What needs to be done: Stop after the line containing "them per pair."; retype every line of the data before it exactly, starting from the first.

Working data:
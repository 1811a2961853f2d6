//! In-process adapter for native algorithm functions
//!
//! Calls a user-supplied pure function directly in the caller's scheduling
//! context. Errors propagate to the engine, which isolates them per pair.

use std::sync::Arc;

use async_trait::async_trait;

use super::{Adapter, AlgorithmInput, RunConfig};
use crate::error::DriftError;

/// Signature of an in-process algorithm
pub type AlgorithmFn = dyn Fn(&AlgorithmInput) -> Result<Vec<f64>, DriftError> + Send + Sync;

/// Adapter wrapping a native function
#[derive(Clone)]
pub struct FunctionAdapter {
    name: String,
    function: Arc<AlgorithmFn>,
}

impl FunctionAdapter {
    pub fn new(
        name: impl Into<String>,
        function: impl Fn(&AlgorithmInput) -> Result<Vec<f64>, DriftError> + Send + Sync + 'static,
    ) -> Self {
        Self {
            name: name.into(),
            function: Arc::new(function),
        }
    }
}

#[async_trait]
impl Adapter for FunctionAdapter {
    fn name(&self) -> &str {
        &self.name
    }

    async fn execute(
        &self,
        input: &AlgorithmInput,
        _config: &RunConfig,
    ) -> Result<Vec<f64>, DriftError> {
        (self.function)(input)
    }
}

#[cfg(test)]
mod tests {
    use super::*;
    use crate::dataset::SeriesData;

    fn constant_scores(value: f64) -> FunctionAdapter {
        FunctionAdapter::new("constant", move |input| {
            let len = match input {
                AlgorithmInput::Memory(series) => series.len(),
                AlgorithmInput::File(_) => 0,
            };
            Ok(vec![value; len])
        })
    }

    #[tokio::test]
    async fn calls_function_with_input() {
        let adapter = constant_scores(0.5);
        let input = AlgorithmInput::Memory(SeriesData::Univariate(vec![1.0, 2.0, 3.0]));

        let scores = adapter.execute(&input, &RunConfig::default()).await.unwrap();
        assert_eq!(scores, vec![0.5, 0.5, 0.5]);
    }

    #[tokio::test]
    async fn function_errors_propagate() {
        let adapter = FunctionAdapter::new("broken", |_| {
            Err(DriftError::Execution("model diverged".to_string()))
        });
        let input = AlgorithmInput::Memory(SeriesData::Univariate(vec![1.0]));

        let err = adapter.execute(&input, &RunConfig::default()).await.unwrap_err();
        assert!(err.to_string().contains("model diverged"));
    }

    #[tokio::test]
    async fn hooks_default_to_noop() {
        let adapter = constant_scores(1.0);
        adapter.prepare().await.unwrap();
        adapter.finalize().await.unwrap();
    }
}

Response to the task:
repository 1811a2961853f2d6
//! In-process adapter for native algorithm functions
//!
//! Calls a user-supplied pure function directly in the caller's scheduling
//! context. Errors propagate to the engine, which isolates them per pair.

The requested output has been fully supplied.